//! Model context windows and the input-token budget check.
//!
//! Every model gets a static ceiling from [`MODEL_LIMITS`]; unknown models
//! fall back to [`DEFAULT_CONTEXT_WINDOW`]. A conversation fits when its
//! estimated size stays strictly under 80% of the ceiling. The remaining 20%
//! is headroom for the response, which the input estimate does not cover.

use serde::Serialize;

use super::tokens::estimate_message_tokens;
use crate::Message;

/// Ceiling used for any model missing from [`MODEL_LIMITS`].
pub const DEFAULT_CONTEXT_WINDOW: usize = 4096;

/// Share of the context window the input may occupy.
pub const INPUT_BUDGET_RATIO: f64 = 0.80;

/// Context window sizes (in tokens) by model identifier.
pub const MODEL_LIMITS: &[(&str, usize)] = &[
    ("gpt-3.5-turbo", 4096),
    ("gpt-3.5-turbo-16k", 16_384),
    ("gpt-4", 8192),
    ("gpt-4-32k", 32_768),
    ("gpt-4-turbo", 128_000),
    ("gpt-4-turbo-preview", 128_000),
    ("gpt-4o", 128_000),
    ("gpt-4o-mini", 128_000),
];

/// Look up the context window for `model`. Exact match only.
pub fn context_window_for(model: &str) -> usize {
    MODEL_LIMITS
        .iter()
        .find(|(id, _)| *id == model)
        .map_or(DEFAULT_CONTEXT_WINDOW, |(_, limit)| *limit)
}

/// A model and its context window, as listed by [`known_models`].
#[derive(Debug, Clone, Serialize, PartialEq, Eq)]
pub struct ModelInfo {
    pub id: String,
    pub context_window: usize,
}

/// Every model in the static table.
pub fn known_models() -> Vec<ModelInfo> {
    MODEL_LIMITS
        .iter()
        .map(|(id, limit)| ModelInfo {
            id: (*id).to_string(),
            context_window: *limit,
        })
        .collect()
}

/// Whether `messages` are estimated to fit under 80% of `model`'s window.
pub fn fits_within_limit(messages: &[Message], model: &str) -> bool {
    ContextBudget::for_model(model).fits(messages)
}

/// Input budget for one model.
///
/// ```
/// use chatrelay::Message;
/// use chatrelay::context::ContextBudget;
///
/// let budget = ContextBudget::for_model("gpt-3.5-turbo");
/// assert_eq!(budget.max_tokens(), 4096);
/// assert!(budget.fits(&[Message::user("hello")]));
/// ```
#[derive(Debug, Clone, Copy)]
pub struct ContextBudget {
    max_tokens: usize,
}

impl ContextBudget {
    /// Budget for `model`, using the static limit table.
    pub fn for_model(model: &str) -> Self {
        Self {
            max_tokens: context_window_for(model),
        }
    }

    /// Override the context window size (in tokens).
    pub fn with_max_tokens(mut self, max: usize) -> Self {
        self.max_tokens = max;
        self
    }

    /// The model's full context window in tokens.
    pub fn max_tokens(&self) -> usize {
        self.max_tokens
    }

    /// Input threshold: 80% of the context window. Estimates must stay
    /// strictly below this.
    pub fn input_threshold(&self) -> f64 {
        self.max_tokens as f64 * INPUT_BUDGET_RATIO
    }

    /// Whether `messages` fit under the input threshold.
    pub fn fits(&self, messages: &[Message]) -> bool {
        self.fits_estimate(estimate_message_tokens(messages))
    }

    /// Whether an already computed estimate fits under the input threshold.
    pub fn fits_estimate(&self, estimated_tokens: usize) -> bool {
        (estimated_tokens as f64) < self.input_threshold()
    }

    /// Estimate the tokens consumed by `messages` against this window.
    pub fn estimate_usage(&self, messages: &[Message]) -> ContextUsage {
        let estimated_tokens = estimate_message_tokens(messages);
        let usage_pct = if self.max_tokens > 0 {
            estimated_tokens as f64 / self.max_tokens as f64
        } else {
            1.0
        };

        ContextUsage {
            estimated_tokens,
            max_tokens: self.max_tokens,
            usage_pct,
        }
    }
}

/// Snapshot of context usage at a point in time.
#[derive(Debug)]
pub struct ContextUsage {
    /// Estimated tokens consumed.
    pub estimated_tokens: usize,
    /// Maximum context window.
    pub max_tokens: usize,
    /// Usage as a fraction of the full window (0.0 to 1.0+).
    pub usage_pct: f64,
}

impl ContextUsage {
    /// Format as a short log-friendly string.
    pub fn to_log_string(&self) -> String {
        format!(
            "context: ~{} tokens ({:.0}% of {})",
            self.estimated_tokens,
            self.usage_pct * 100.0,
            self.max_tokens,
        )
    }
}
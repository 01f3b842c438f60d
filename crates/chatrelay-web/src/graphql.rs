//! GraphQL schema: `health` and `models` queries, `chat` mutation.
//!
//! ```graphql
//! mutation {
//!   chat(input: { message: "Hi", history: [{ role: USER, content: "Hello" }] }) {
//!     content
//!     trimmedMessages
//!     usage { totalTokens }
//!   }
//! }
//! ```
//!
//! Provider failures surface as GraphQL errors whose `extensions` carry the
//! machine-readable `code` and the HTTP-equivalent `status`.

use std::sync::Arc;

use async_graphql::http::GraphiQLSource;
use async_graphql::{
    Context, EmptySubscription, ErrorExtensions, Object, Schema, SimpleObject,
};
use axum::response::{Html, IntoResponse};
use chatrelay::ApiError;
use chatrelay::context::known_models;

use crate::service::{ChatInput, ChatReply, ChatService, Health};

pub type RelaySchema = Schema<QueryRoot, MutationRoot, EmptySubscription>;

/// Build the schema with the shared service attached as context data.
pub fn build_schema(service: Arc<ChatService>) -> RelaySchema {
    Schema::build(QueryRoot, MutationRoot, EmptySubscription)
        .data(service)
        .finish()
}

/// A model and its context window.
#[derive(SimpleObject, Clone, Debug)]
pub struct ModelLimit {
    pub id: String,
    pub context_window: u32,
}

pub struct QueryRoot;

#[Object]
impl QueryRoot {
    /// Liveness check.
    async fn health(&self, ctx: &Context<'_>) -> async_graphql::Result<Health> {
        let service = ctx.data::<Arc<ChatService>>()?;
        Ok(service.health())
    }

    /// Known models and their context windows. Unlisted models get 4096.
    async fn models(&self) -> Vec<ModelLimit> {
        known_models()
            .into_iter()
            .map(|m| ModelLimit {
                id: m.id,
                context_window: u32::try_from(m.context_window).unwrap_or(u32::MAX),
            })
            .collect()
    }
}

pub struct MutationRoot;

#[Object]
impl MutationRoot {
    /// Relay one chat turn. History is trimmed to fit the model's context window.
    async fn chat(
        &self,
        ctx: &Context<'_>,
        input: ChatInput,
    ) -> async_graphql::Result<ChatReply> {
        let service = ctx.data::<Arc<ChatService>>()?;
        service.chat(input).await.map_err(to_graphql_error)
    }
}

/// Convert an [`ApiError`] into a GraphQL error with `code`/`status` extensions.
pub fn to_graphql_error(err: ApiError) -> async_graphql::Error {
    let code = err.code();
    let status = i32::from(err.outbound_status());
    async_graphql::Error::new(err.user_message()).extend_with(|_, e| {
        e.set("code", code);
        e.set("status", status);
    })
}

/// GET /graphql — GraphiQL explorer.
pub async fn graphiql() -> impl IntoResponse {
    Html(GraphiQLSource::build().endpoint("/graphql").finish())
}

_AIM OF THE TASK_
How many of the lines in the material hold the word "windows"? Give that number alone.

_TASK SOLUTION_
2